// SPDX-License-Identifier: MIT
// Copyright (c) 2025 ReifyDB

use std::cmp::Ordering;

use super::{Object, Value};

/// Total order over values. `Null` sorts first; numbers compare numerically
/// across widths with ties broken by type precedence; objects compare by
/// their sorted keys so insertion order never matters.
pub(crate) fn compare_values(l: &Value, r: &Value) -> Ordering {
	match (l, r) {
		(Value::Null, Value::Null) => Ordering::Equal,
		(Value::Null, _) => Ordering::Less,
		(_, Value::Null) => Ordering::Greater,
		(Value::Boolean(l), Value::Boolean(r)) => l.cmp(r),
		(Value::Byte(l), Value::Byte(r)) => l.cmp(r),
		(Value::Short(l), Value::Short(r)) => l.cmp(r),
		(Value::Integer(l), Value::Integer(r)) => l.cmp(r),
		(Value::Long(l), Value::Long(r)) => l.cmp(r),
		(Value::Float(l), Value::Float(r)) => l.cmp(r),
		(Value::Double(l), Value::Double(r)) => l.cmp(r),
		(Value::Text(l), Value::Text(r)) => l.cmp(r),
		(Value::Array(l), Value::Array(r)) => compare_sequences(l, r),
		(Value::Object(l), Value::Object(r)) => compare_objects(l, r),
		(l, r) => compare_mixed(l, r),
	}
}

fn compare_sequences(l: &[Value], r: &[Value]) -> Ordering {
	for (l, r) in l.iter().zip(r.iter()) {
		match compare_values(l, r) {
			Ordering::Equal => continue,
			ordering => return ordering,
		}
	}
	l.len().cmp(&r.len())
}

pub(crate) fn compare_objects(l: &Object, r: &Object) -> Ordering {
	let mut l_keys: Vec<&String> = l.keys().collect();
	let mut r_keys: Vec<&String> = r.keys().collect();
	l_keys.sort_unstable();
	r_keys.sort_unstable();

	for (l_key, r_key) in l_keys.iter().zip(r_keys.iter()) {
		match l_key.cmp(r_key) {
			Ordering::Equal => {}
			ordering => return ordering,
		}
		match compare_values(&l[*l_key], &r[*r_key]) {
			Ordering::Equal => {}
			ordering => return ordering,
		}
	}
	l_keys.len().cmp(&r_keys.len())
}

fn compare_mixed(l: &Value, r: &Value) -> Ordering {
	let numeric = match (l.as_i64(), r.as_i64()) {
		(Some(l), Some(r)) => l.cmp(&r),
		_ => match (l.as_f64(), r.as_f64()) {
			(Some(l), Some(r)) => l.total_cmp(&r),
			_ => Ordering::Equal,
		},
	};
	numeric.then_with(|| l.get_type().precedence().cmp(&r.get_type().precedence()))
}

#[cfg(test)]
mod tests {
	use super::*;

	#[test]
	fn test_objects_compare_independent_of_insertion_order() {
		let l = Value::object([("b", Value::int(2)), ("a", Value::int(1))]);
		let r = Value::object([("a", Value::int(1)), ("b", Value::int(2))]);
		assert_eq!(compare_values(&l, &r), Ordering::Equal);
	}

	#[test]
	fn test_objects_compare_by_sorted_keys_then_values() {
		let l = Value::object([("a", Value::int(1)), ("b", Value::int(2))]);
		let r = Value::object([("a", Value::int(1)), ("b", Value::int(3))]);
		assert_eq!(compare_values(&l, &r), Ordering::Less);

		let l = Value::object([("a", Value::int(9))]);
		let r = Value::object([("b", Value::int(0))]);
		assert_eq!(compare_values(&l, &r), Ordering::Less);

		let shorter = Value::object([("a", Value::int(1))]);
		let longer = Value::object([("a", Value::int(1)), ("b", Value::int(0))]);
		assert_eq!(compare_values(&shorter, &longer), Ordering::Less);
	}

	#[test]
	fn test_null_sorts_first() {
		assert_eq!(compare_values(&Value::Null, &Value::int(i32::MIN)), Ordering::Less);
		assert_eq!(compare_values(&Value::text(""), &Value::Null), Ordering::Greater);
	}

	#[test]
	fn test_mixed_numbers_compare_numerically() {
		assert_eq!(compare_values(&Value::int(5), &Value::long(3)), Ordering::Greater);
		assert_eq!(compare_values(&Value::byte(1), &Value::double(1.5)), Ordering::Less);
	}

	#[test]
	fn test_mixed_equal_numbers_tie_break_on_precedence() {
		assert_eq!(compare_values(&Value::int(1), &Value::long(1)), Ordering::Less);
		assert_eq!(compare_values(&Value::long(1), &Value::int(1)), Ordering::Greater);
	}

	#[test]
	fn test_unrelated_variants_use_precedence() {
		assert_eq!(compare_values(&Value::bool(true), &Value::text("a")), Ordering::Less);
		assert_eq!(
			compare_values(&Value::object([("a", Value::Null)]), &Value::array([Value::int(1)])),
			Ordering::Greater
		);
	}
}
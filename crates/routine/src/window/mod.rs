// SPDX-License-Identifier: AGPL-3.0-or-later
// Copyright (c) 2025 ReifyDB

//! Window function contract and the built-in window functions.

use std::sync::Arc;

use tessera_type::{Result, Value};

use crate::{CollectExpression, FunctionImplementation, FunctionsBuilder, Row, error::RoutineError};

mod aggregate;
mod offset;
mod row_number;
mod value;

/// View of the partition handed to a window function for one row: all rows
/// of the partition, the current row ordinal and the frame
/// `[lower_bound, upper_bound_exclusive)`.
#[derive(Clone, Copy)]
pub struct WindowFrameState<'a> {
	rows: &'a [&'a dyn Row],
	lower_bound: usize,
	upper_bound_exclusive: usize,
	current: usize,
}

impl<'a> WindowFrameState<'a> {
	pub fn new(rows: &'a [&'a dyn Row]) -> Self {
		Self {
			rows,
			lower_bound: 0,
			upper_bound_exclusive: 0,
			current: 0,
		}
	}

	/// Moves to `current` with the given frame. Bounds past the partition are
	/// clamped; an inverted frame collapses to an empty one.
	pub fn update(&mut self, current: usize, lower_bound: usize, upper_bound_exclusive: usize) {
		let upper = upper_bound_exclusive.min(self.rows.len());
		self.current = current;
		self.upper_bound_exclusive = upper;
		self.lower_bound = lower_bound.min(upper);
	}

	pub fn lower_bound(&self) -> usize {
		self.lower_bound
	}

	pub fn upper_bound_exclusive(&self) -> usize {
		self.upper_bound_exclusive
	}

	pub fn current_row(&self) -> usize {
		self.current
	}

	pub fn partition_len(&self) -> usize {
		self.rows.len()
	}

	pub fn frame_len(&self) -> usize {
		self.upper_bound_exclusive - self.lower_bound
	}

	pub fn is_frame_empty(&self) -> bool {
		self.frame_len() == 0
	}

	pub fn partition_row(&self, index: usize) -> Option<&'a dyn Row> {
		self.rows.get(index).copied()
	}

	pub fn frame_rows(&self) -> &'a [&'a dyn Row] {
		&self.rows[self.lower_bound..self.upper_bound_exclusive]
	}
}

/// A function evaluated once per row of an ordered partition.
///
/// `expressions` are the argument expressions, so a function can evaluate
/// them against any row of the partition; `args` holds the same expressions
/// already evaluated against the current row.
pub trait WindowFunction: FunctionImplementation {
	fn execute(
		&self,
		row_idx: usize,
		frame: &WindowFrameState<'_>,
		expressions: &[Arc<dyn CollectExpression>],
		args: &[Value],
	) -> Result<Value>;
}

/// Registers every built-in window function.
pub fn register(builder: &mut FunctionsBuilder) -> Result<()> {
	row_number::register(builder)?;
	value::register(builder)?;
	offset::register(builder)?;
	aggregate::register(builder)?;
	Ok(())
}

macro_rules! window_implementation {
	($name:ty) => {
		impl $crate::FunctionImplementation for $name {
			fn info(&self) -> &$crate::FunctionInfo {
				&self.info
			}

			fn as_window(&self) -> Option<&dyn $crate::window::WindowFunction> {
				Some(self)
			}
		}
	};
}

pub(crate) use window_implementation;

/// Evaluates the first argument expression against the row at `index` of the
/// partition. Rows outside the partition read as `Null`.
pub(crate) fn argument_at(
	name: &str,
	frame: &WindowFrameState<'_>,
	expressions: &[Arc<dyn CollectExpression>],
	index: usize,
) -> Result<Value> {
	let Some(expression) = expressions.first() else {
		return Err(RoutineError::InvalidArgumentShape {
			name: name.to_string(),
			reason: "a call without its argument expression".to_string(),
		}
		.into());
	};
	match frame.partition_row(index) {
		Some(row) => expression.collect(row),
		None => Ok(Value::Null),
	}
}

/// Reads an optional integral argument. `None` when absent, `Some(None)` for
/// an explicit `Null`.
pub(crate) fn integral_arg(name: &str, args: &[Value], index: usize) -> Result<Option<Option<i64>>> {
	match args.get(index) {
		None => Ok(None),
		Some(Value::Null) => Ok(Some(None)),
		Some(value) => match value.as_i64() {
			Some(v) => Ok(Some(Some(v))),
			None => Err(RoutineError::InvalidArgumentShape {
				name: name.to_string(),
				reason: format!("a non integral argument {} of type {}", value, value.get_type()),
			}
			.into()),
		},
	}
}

_ _ _ _ _

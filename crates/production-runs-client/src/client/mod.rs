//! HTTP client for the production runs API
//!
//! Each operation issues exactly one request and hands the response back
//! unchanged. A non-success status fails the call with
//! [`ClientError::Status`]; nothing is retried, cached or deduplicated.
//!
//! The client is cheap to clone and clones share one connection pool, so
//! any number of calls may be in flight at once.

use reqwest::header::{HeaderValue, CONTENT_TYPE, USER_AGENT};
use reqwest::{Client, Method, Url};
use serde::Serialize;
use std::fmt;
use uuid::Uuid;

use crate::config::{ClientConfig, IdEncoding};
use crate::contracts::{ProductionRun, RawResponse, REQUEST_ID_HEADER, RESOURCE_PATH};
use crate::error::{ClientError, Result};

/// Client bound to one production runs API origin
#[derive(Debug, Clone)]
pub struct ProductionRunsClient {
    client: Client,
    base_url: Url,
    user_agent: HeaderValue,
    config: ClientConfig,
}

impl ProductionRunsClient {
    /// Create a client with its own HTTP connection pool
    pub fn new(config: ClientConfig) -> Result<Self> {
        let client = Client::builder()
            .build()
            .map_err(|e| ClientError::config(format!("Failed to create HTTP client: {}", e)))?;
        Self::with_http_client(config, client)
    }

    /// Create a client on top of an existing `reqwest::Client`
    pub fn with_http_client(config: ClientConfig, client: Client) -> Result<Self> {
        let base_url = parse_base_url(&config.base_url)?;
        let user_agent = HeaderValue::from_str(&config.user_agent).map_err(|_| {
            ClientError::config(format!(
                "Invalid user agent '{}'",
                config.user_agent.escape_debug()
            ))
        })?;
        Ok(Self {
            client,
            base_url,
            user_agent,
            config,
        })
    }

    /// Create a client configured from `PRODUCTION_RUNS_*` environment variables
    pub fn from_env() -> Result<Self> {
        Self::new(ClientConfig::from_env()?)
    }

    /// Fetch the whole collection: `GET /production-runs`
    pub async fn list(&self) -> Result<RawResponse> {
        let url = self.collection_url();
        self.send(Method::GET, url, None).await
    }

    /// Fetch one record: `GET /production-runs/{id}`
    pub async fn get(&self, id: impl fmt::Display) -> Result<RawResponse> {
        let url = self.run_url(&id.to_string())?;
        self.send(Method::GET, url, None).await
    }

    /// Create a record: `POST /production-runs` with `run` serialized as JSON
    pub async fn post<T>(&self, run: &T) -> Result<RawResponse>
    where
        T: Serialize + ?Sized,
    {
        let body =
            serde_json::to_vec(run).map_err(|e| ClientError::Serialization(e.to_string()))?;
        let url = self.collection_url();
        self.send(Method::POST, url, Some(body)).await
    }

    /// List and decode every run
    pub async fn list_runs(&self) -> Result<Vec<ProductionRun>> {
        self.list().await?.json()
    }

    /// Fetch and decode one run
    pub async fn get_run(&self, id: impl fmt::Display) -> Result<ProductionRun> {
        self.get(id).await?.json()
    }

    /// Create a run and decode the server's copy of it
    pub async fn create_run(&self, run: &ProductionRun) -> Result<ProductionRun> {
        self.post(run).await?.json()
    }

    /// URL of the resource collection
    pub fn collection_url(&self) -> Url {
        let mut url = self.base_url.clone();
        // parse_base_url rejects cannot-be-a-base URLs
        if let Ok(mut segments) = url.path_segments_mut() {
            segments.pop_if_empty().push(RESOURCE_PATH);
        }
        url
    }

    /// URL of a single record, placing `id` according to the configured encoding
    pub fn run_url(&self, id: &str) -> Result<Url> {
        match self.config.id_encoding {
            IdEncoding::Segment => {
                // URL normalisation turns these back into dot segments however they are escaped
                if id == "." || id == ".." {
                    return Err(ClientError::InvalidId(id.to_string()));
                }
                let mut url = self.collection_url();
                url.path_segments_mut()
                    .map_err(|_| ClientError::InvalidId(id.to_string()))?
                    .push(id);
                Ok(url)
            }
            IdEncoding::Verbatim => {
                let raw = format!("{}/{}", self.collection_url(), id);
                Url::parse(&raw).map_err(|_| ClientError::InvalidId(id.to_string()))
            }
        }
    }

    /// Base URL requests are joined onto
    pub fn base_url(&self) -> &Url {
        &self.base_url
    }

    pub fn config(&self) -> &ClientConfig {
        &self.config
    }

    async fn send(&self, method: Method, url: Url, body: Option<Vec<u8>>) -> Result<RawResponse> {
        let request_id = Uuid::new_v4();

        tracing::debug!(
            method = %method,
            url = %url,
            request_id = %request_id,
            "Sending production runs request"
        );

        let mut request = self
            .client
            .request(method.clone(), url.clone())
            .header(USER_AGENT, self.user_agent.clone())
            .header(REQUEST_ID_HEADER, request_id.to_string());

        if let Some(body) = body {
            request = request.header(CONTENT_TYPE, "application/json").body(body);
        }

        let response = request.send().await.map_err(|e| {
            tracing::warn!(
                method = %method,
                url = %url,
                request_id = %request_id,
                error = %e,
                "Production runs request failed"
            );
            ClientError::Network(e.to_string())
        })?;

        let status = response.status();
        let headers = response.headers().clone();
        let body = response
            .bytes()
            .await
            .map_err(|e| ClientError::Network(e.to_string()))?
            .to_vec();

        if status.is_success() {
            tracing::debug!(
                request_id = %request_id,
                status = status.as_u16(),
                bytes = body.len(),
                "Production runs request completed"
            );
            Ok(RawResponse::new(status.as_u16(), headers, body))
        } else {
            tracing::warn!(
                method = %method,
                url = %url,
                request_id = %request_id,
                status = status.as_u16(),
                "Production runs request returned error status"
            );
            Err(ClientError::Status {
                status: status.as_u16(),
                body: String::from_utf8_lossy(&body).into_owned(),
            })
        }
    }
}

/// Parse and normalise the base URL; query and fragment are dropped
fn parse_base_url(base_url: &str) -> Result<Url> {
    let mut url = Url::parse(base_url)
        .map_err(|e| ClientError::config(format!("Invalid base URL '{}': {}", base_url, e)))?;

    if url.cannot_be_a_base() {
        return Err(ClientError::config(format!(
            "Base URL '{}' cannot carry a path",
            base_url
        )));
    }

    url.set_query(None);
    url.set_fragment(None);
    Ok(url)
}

_ _ _ _ _

:: Directions ::
Which of the lines in the material above contain "Fetch"? Copy each one out.

:: Expected answer ::
    /// Fetch the whole collection: `GET /production-runs`
    /// Fetch one record: `GET /production-runs/{id}`
    /// Fetch and decode one run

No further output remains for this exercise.